In 1981, Basmadjian exhibited all his acquisitions in his personal gallery of Russian art "Gorky" opened on Boulevard Raspail, which he named in honor of the Armenian abstract artist Arshile Gorky.

Basmadjian became known for his exhibitions in Moscow, Leningrad, and Europe; his collection of antiques; and his work with contemporary Soviet artists, especially Russian and Armenian ones.
Basmadjian's gallery sold individual paintings to the Centre Pompidou.

Some time later, Basmadjian established ties with the Soviet Ministry of Culture; the gallerist helped buy paintings by Russian masters at a fair price and return them to the USSR.

Basmadjian visited the USSR repeatedly, bringing paintings from his collection to the Hermitage and the Tretyakov Gallery, and he donated some items to museums free of charge. In April 1988, Basmadjian and the Soviet Ministry of Culture reached an agreement to organize exhibitions in the Hermitage and the Tretyakov Gallery of paintings he owned.

He also set up a business selling computers in the USSR.

Basmadjian's last visit to the USSR took place in the summer of 1989: first, he wanted to collect his property from the Hermitage, and he also planned to formalize a donation to the Hermitage and discuss the sale to the Soviet Union of the painting Portrait of D. S. Yakovleva by Vladimir Borovikovsky.

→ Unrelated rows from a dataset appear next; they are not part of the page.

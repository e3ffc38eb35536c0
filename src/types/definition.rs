use std::collections::HashMap;
use std::fmt;

/// Static type descriptors for variables, mirroring the kinds of
/// [`Value`](super::Value). Integrity checking reasons about these
/// instead of runtime values.
#[derive(Debug, Clone, PartialEq, Eq)]
#[cfg_attr(feature = "serde", derive(serde::Serialize, serde::Deserialize))]
pub enum DataDef {
    /// A 64-bit signed integer.
    Int,
    /// A 64-bit floating-point number.
    Float,
    /// A boolean value.
    Bool,
    /// A UTF-8 string.
    String,
    /// An ordered sequence whose items all share the boxed definition.
    List(Box<DataDef>),
    /// A string-keyed record with a definition per field.
    Map(HashMap<String, DataDef>),
}

impl DataDef {
    /// Shorthand for a homogeneous list definition.
    #[must_use]
    pub fn list_of(item: DataDef) -> Self {
        DataDef::List(Box::new(item))
    }

    /// Shorthand for a map definition from field name and definition pairs.
    #[must_use]
    pub fn map(fields: impl IntoIterator<Item = (String, DataDef)>) -> Self {
        DataDef::Map(fields.into_iter().collect())
    }

    #[must_use]
    pub fn is_list(&self) -> bool {
        matches!(self, DataDef::List(_))
    }

    /// The item definition of a list, or `None` for any other kind.
    #[must_use]
    pub fn item_def(&self) -> Option<&DataDef> {
        match self {
            DataDef::List(item) => Some(item),
            _ => None,
        }
    }

    /// Whether values of this definition can take part in comparisons.
    #[must_use]
    pub fn is_scalar(&self) -> bool {
        matches!(
            self,
            DataDef::Int | DataDef::Float | DataDef::Bool | DataDef::String
        )
    }

    /// Lowercase kind name, used in error and violation messages.
    #[must_use]
    pub fn kind(&self) -> &'static str {
        match self {
            DataDef::Int => "int",
            DataDef::Float => "float",
            DataDef::Bool => "bool",
            DataDef::String => "string",
            DataDef::List(_) => "list",
            DataDef::Map(_) => "map",
        }
    }
}

impl fmt::Display for DataDef {
    fn fmt(&self, f: &mut fmt::Formatter<'_>) -> fmt::Result {
        match self {
            DataDef::List(item) => write!(f, "list of {item}"),
            DataDef::Map(_) => write!(f, "map"),
            other => write!(f, "{}", other.kind()),
        }
    }
}

#[cfg(test)]
mod tests {
    use super::*;

    #[test]
    fn list_of_builds_nested_definition() {
        let def = DataDef::list_of(DataDef::Int);
        assert!(def.is_list());
        assert_eq!(def.item_def(), Some(&DataDef::Int));
    }

    #[test]
    fn item_def_is_none_for_scalars() {
        assert_eq!(DataDef::Int.item_def(), None);
        assert_eq!(DataDef::String.item_def(), None);
    }

    #[test]
    fn scalar_classification() {
        assert!(DataDef::Int.is_scalar());
        assert!(DataDef::Float.is_scalar());
        assert!(DataDef::Bool.is_scalar());
        assert!(DataDef::String.is_scalar());
        assert!(!DataDef::list_of(DataDef::Int).is_scalar());
        assert!(!DataDef::map([]).is_scalar());
    }

    #[test]
    fn map_constructor_collects_fields() {
        let def = DataDef::map([
            ("age".to_owned(), DataDef::Int),
            ("name".to_owned(), DataDef::String),
        ]);
        match &def {
            DataDef::Map(fields) => {
                assert_eq!(fields.get("age"), Some(&DataDef::Int));
                assert_eq!(fields.get("name"), Some(&DataDef::String));
            }
            other => panic!("expected map, got {other:?}"),
        }
    }

    #[test]
    fn display_names() {
        assert_eq!(DataDef::Int.to_string(), "int");
        assert_eq!(DataDef::list_of(DataDef::String).to_string(), "list of string");
        assert_eq!(
            DataDef::list_of(DataDef::list_of(DataDef::Int)).to_string(),
            "list of list of int"
        );
        assert_eq!(DataDef::map([]).to_string(), "map");
    }
}
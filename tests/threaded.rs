use std::sync::{Arc, Mutex};
use std::thread;

use ruletree::{
    ActionExpression, CompareOp, Comparison, ConditionExpression, EvalError, ExecutionState,
    Expression, Loop, MetadataState, Uuid, Value, ViolationList,
};

#[derive(Debug)]
struct Sum {
    into: Arc<Mutex<i64>>,
    uuid: Uuid,
}

impl Sum {
    fn new() -> (Self, Arc<Mutex<i64>>) {
        let into = Arc::new(Mutex::new(0));
        let action = Self {
            into: Arc::clone(&into),
            uuid: Uuid::new_v4(),
        };
        (action, into)
    }
}

impl Expression for Sum {
    fn id(&self) -> &'static str {
        "test_sum"
    }
    fn label(&self) -> &'static str {
        "Sum the loop item"
    }
    fn uuid(&self) -> Uuid {
        self.uuid
    }
    fn check_integrity(&self, _metadata: &mut MetadataState) -> ViolationList {
        ViolationList::new()
    }
}

impl ActionExpression for Sum {
    fn execute(&self, state: &mut ExecutionState) -> Result<(), EvalError> {
        if let Value::Int(n) = state.get_variable("list_item")? {
            *self.into.lock().unwrap() += n;
        }
        Ok(())
    }
}

#[test]
fn shared_condition_evaluates_across_threads() {
    let condition = Arc::new(Comparison::new("user.age", CompareOp::Gte, 18_i64));

    let mut handles = vec![];
    for age in [15_i64, 18, 25, 70] {
        let condition = Arc::clone(&condition);
        handles.push(thread::spawn(move || {
            let user = Value::Map([("age".to_owned(), Value::Int(age))].into_iter().collect());
            let mut state = ExecutionState::new().with_variable("user", user);
            condition.evaluate(&mut state).unwrap()
        }));
    }

    let results: Vec<bool> = handles.into_iter().map(|h| h.join().unwrap()).collect();
    assert_eq!(results, vec![false, true, true, true]);
}

#[test]
fn shared_loop_with_per_thread_state() {
    let (sum, total) = Sum::new();
    let looped = Arc::new(Loop::over("numbers").action(sum));

    let mut handles = vec![];
    for chunk in [vec![1_i64, 2], vec![3], vec![4, 5, 6]] {
        let looped = Arc::clone(&looped);
        handles.push(thread::spawn(move || {
            let items: Vec<Value> = chunk.into_iter().map(Value::Int).collect();
            let mut state = ExecutionState::new().with_variable("numbers", items);
            looped.execute(&mut state).unwrap();
            assert!(!state.has_variable("list_item"));
        }));
    }
    for handle in handles {
        handle.join().unwrap();
    }

    assert_eq!(*total.lock().unwrap(), 21);
}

On 29 July 1989, Garig left the Rossiya Hotel in Moscow with an unknown companion "for negotiations", got into his beige Zhiguli, drove off, and disappeared.
It is presumed that Basmadjian was abducted and then murdered. Crime boss Oleg Asmakov (known as Asmak, Alik Magadan and Alex Taim) and the Soviet antique mafia were suspected of his murder; there were also suspicions and witnesses claiming that the KGB was involved. His fate was unsuccessfully investigated by KGB operatives, the French police (whose head, Pierre Fauqueux, personally came to the USSR for this purpose), and the best private detectives from London.
This was the first high-profile disappearance of a public figure from the art world and of a French citizen during Perestroika.

On July 12, 2022, journalist Seva Kaplan, known for his interviews with multiple Russian mobsters, claimed, citing an anonymous source, that Basmadjian's body was passed through a meat grinder to dispose of it, and that the killing was the first murder committed by the Solntsevskaya Bratva, allegedly carried out by Oleg Asmakov.